TASK BRIEF: The answer must be an exact copy of every record.

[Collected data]
------------------------------------------------------------------------

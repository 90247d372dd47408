//! Predicate joins between an indexed collection and a probe collection.
//!
//! Each probe feature queries the index for bounding-box candidates,
//! then the exact predicate filters them. With the `parallel` feature,
//! probes are processed on rayon workers into disjoint per-probe slots
//! and assembled afterwards; no shared mutable map is involved.

use crate::error::{Result, VeldError};
use crate::feature::{FeatureCollection, FeatureId};
use crate::geometry::predicates;
use crate::index::SpatialIndex;
use crate::maybe_rayon::*;
use rustc_hash::FxHashMap;

/// Spatial relationship tested between a probe feature (left) and an
/// indexed feature (right).
#[derive(Debug, Clone, Copy, PartialEq)]
pub enum JoinPredicate {
    /// The pair shares at least one point.
    Intersects,
    /// The probe lies entirely inside or on the boundary of the indexed
    /// feature. False (never an error) when the indexed feature has no
    /// area.
    Within,
    /// True geometric distance is at most the threshold.
    WithinDistance(f64),
}

/// One matched indexed feature, with the pair distance when the
/// predicate is distance-based.
#[derive(Debug, Clone, Copy, PartialEq)]
pub struct JoinMatch {
    pub id: FeatureId,
    pub distance: Option<f64>,
}

/// Join output: probe feature id to its matches, sorted by indexed id.
///
/// Probes with no matches are absent. Pairs are unique.
#[derive(Debug, Clone, Default)]
pub struct JoinResult {
    pairs: FxHashMap<FeatureId, Vec<JoinMatch>>,
}

impl JoinResult {
    /// Matches for one probe feature, or `None` when nothing matched.
    pub fn get(&self, probe: FeatureId) -> Option<&[JoinMatch]> {
        self.pairs.get(&probe).map(Vec::as_slice)
    }

    /// Number of probe features with at least one match.
    pub fn len(&self) -> usize {
        self.pairs.len()
    }

    pub fn is_empty(&self) -> bool {
        self.pairs.is_empty()
    }

    /// Total number of matched pairs.
    pub fn total_pairs(&self) -> usize {
        self.pairs.values().map(Vec::len).sum()
    }

    pub fn iter(&self) -> impl Iterator<Item = (FeatureId, &[JoinMatch])> {
        self.pairs.iter().map(|(&id, matches)| (id, matches.as_slice()))
    }
}

/// Pair every probe feature with the indexed features satisfying the
/// predicate.
///
/// The probe bounding box is expanded by the threshold for
/// distance-based predicates, the index supplies candidates, and the
/// exact predicate keeps true matches. Near-linear for spatially
/// well-distributed collections.
///
/// # Errors
///
/// `CrsMismatch` when the collections carry different CRS tags;
/// `InvalidInput` for a non-finite or negative distance threshold.
///
/// # Example
///
/// ```rust
/// use veld::{
///     Coord, Crs, Feature, FeatureCollection, FeatureId, Geometry, JoinPredicate, Polygon,
///     SpatialIndex, join,
/// };
///
/// let square = Polygon::from_exterior_coords(vec![
///     Coord::new(0.0, 0.0),
///     Coord::new(4.0, 0.0),
///     Coord::new(4.0, 4.0),
///     Coord::new(0.0, 4.0),
/// ])?;
/// let mut zones = FeatureCollection::new(Crs::wgs84());
/// zones.push(Feature::new(FeatureId(10), Geometry::Polygon(square)))?;
/// let index = SpatialIndex::build(&zones)?;
///
/// let mut probes = FeatureCollection::new(Crs::wgs84());
/// probes.push(Feature::new(FeatureId(1), Geometry::point(2.0, 2.0)?))?;
///
/// let result = join(&index, &probes, JoinPredicate::Within)?;
/// assert_eq!(result.get(FeatureId(1)).unwrap()[0].id, FeatureId(10));
/// # Ok::<(), veld::VeldError>(())
/// ```
pub fn join(
    index: &SpatialIndex,
    probes: &FeatureCollection,
    predicate: JoinPredicate,
) -> Result<JoinResult> {
    if index.crs() != probes.crs() {
        return Err(VeldError::CrsMismatch {
            left: index.crs().clone(),
            right: probes.crs().clone(),
        });
    }
    if let JoinPredicate::WithinDistance(threshold) = predicate {
        if !threshold.is_finite() || threshold < 0.0 {
            return Err(VeldError::InvalidInput(format!(
                "Distance threshold must be finite and non-negative, got {}",
                threshold
            )));
        }
    }

    let per_probe: Vec<(FeatureId, Vec<JoinMatch>)> = probes
        .features()
        .into_par_iter()
        .map(|probe| {
            let mut query_box = probe.bounding_box();
            if let JoinPredicate::WithinDistance(threshold) = predicate {
                query_box = query_box.expand(threshold);
            }

            let mut matches: Vec<JoinMatch> = Vec::new();
            for candidate in index.query(&query_box) {
                // Candidates come from this index's own query, so the
                // geometry lookup cannot miss.
                let Some(geometry) = index.geometry(candidate) else {
                    continue;
                };
                let matched = match predicate {
                    JoinPredicate::Intersects => {
                        predicates::intersects(&probe.geometry, geometry)
                            .then_some(JoinMatch {
                                id: candidate,
                                distance: None,
                            })
                    }
                    JoinPredicate::Within => predicates::within(&probe.geometry, geometry)
                        .then_some(JoinMatch {
                            id: candidate,
                            distance: None,
                        }),
                    JoinPredicate::WithinDistance(threshold) => {
                        let dist = predicates::distance(&probe.geometry, geometry);
                        (dist <= threshold).then_some(JoinMatch {
                            id: candidate,
                            distance: Some(dist),
                        })
                    }
                };
                matches.extend(matched);
            }
            matches.sort_by_key(|m| m.id);
            (probe.id, matches)
        })
        .collect();

    let mut pairs = FxHashMap::default();
    for (probe_id, matches) in per_probe {
        if !matches.is_empty() {
            pairs.insert(probe_id, matches);
        }
    }

    log::debug!(
        "Join over {} probes produced {} matched probes",
        probes.len(),
        pairs.len()
    );
    Ok(JoinResult { pairs })
}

------------------------------------------------------------------------

COMPLETED EXERCISE:
repository 90247d372dd47408
//! Predicate joins between an indexed collection and a probe collection.
//!
//! Each probe feature queries the index for bounding-box candidates,
//! then the exact predicate filters them. With the `parallel` feature,
//! probes are processed on rayon workers into disjoint per-probe slots
//! and assembled afterwards; no shared mutable map is involved.

use crate::error::{Result, VeldError};
use crate::feature::{FeatureCollection, FeatureId};
use crate::geometry::predicates;
use crate::index::SpatialIndex;
use crate::maybe_rayon::*;
use rustc_hash::FxHashMap;

/// Spatial relationship tested between a probe feature (left) and an
/// indexed feature (right).
#[derive(Debug, Clone, Copy, PartialEq)]
pub enum JoinPredicate {
    /// The pair shares at least one point.
    Intersects,
    /// The probe lies entirely inside or on the boundary of the indexed
    /// feature. False (never an error) when the indexed feature has no
    /// area.
    Within,
    /// True geometric distance is at most the threshold.
    WithinDistance(f64),
}

/// One matched indexed feature, with the pair distance when the
/// predicate is distance-based.
#[derive(Debug, Clone, Copy, PartialEq)]
pub struct JoinMatch {
    pub id: FeatureId,
    pub distance: Option<f64>,
}

/// Join output: probe feature id to its matches, sorted by indexed id.
///
/// Probes with no matches are absent. Pairs are unique.
#[derive(Debug, Clone, Default)]
pub struct JoinResult {
    pairs: FxHashMap<FeatureId, Vec<JoinMatch>>,
}

impl JoinResult {
    /// Matches for one probe feature, or `None` when nothing matched.
    pub fn get(&self, probe: FeatureId) -> Option<&[JoinMatch]> {
        self.pairs.get(&probe).map(Vec::as_slice)
    }

    /// Number of probe features with at least one match.
    pub fn len(&self) -> usize {
        self.pairs.len()
    }

    pub fn is_empty(&self) -> bool {
        self.pairs.is_empty()
    }

    /// Total number of matched pairs.
    pub fn total_pairs(&self) -> usize {
        self.pairs.values().map(Vec::len).sum()
    }

    pub fn iter(&self) -> impl Iterator<Item = (FeatureId, &[JoinMatch])> {
        self.pairs.iter().map(|(&id, matches)| (id, matches.as_slice()))
    }
}

/// Pair every probe feature with the indexed features satisfying the
/// predicate.
///
/// The probe bounding box is expanded by the threshold for
/// distance-based predicates, the index supplies candidates, and the
/// exact predicate keeps true matches. Near-linear for spatially
/// well-distributed collections.
///
/// # Errors
///
/// `CrsMismatch` when the collections carry different CRS tags;
/// `InvalidInput` for a non-finite or negative distance threshold.
///
/// # Example
///
/// ```rust
/// use veld::{
///     Coord, Crs, Feature, FeatureCollection, FeatureId, Geometry, JoinPredicate, Polygon,
///     SpatialIndex, join,
/// };
///
/// let square = Polygon::from_exterior_coords(vec![
///     Coord::new(0.0, 0.0),
///     Coord::new(4.0, 0.0),
///     Coord::new(4.0, 4.0),
///     Coord::new(0.0, 4.0),
/// ])?;
/// let mut zones = FeatureCollection::new(Crs::wgs84());
/// zones.push(Feature::new(FeatureId(10), Geometry::Polygon(square)))?;
/// let index = SpatialIndex::build(&zones)?;
///
/// let mut probes = FeatureCollection::new(Crs::wgs84());
/// probes.push(Feature::new(FeatureId(1), Geometry::point(2.0, 2.0)?))?;
///
/// let result = join(&index, &probes, JoinPredicate::Within)?;
/// assert_eq!(result.get(FeatureId(1)).unwrap()[0].id, FeatureId(10));
/// # Ok::<(), veld::VeldError>(())
/// ```
pub fn join(
    index: &SpatialIndex,
    probes: &FeatureCollection,
    predicate: JoinPredicate,
) -> Result<JoinResult> {
    if index.crs() != probes.crs() {
        return Err(VeldError::CrsMismatch {
            left: index.crs().clone(),
            right: probes.crs().clone(),
        });
    }
    if let JoinPredicate::WithinDistance(threshold) = predicate {
        if !threshold.is_finite() || threshold < 0.0 {
            return Err(VeldError::InvalidInput(format!(
                "Distance threshold must be finite and non-negative, got {}",
                threshold
            )));
        }
    }

    let per_probe: Vec<(FeatureId, Vec<JoinMatch>)> = probes
        .features()
        .into_par_iter()
        .map(|probe| {
            let mut query_box = probe.bounding_box();
            if let JoinPredicate::WithinDistance(threshold) = predicate {
                query_box = query_box.expand(threshold);
            }

            let mut matches: Vec<JoinMatch> = Vec::new();
            for candidate in index.query(&query_box) {
                // Candidates come from this index's own query, so the
                // geometry lookup cannot miss.
                let Some(geometry) = index.geometry(candidate) else {
                    continue;
                };
                let matched = match predicate {
                    JoinPredicate::Intersects => {
                        predicates::intersects(&probe.geometry, geometry)
                            .then_some(JoinMatch {
                                id: candidate,
                                distance: None,
                            })
                    }
                    JoinPredicate::Within => predicates::within(&probe.geometry, geometry)
                        .then_some(JoinMatch {
                            id: candidate,
                            distance: None,
                        }),
                    JoinPredicate::WithinDistance(threshold) => {
                        let dist = predicates::distance(&probe.geometry, geometry);
                        (dist <= threshold).then_some(JoinMatch {
                            id: candidate,
                            distance: Some(dist),
                        })
                    }
                };
                matches.extend(matched);
            }
            matches.sort_by_key(|m| m.id);
            (probe.id, matches)
        })
        .collect();

    let mut pairs = FxHashMap::default();
    for (probe_id, matches) in per_probe {
        if !matches.is_empty() {
            pairs.insert(probe_id, matches);
        }
    }

    log::debug!(
        "Join over {} probes produced {} matched probes",
        probes.len(),
        pairs.len()
    );
    Ok(JoinResult { pairs })
}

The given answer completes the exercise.